It is a meeting that I used to attend regularly when we still lived on the boat, and before I started working for Weight Watchers. This leader has become a good friend and her meetings are lively and well-attended, and it is fun to get together with other members as one of them.
I think I mentioned in my past post, that the SmartPoints values of foods are now based on calories, saturated fat, sugar and protein. In the previous program, Points Plus values were based on carbohydrates, fibre, fat and protein... so there have been some big changes when it comes to the numbers.
Yes, some things have not changed at all... fresh eggs are still 2 points, and 5 ounces of red wine is still 4 points... but there have been some significant increases and decreases, and today we talked about some of them, and what it means to us in the overall big picture.
Here are some examples from the Pocket Guides of both programs:
- Dried apricots, 1/4 cup have gone from 2 points to 4 points
- Raisins, 1/4 cup have gone from 3 points to 6 points
- Chocolate, any type, 1-1/2 ounces has gone from 6 points to 12 points
- Potato chips, regular, 1 ounce have gone from 4 points to 5 points
These are due to the higher values for items with sugar and those with saturated fat.
- Egg whites, 1/2 cup have gone from 1 point to 0 points
- Chicken breast without skin, 3 ounces has gone from 4 points to 2 points
- Tuna canned in water, 3 ounces has gone from 2 points to 1 point
- Shrimp, 3 ounces has gone from 2 points to 1 point
These are due to the lower values for items with high amounts of protein.
The general consensus among the members at this meeting is that Weight Watchers is steering us toward getting more protein into our daily diets, and away from sweet and fatty snack foods. Yes, we can still have those things, but likely fewer of them and perhaps only as flavor enhancers in some casesinstead of main ingredients.... 1 Tbs of dried cranberries on a salad instead of 2Tbs or even 4Tbs.... a piece of chocolate every couple of days instead of daily... that sort of thing.
And something else that came up was in regard to fruit and vegetables when they are used in recipes and especially around the RECIPE BUILDER function on the Weight Watchers web site.
In fact, most fruits and vegetables have zero points... and if you add them to soup, or stew, or make a fruit salad, they are still only zero points. But when you BLEND or LIQUIFY them, they take on different characteristics... they are quicker to digest, and sometimes you will consume many more servings than you would if you were chewing whole raw or cooked food. And the body is not as satiated by eating these emulsified foods either.
So, when you add a fruit or a vegetable as an ingredient when creating a recipe in the Recipe Builder, the overall SmartPoints value will not include any points for it UNLESS you check BLENDED as one of the steps. If you do check BLENDED, then points values for the fruit and vegetables that have been used will be calculated and added to the overall value.
I tested it when I came home today... I used 1 cup of blueberries in a recipe. When I checked BLENDED as on the above illustration, 4 SmartPoints were added... when I unchecked BLENDED, 0 SmartPoints were added.

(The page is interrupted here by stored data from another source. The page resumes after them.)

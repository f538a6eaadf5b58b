use crate::error::{DefaultGiplError, GiplErrorCode};
use crate::helpers::{handle_ffi_result_error, ref_from_ptr, write_values};
use crate::instance::GiplColumn;

/// Number of soil nodes (surface node included), or 0 for a null handle.
///
/// # Safety
/// `ptr` must be null or a live column handle.
#[no_mangle]
pub unsafe extern "C" fn gipl_column_soil_node_count(ptr: *const GiplColumn) -> usize {
    // SAFETY: null or a live handle per the function contract.
    unsafe { ref_from_ptr(ptr, "ptr") }
        .and_then(GiplColumn::read)
        .map_or(0, |column| column.state().soil_node_count())
}

/// Copy the reference depth of every soil node (m, surface first).
///
/// `*out_len` always receives the number of nodes; the values are copied
/// only when `capacity` is large enough (`BufferTooSmall` otherwise).
///
/// # Safety
/// `ptr` must be a live column handle, `out` must hold `capacity` doubles
/// and `out_len` must be writable.
#[no_mangle]
pub unsafe extern "C" fn gipl_column_soil_depths(
    ptr: *const GiplColumn,
    out: *mut f64,
    capacity: usize,
    out_len: *mut usize,
) -> GiplErrorCode {
    handle_ffi_result_error(|| {
        // SAFETY: live handle per the function contract.
        let instance = unsafe { ref_from_ptr(ptr, "ptr") }?;
        let depths = instance.read()?.soil_depths();
        // SAFETY: `out` holds `capacity` doubles and `out_len` is writable.
        unsafe { write_values(&depths, out, capacity, out_len) }
    })
}

/// Copy the interval-average soil profile of the last run (°C).
///
/// With `at_output_depths` the profile on the configured output depths is
/// returned instead of the native nodes.
///
/// # Safety
/// Same contract as `gipl_column_soil_depths`.
#[no_mangle]
pub unsafe extern "C" fn gipl_column_average_profile(
    ptr: *const GiplColumn,
    at_output_depths: bool,
    out: *mut f64,
    capacity: usize,
    out_len: *mut usize,
) -> GiplErrorCode {
    handle_ffi_result_error(|| {
        // SAFETY: live handle per the function contract.
        let instance = unsafe { ref_from_ptr(ptr, "ptr") }?;
        let results = instance.results()?;
        let results = results.as_ref().ok_or_else(DefaultGiplError::no_results)?;
        let profile = if at_output_depths {
            &results.average_profile_at_depths
        } else {
            &results.average_profile
        };
        // SAFETY: `out` holds `capacity` doubles and `out_len` is writable.
        unsafe { write_values(profile, out, capacity, out_len) }
    })
}

/// Copy the soil profile recorded at the end of `day` of the last run (°C).
///
/// # Safety
/// Same contract as `gipl_column_soil_depths`.
#[no_mangle]
pub unsafe extern "C" fn gipl_column_daily_profile(
    ptr: *const GiplColumn,
    day: usize,
    at_output_depths: bool,
    out: *mut f64,
    capacity: usize,
    out_len: *mut usize,
) -> GiplErrorCode {
    handle_ffi_result_error(|| {
        // SAFETY: live handle per the function contract.
        let instance = unsafe { ref_from_ptr(ptr, "ptr") }?;
        let results = instance.results()?;
        let results = results.as_ref().ok_or_else(DefaultGiplError::no_results)?;
        let daily = if at_output_depths {
            &results.daily_profiles_at_depths
        } else {
            &results.daily_profiles
        };
        let profile = daily.get(day).ok_or_else(|| {
            DefaultGiplError::invalid_parameter(format!(
                "day {day} out of range, last run covered {} days",
                results.days()
            ))
        })?;
        // SAFETY: `out` holds `capacity` doubles and `out_len` is writable.
        unsafe { write_values(profile, out, capacity, out_len) }
    })
}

Now know there is going to be some personal tweaking going on around this situation. If you make a protein shake and you only put in a handful of blueberries or half a banana, or some other small amount of fruit, you may balk at counting that... and that is totally up to you. I think you need to use your own common sense, and gauge things by your scale in this case.
Overall, I am happy with the way my week is going... and I will keep ya posted!
What kinds of fruit and in what amounts do you put in your own protein shakes?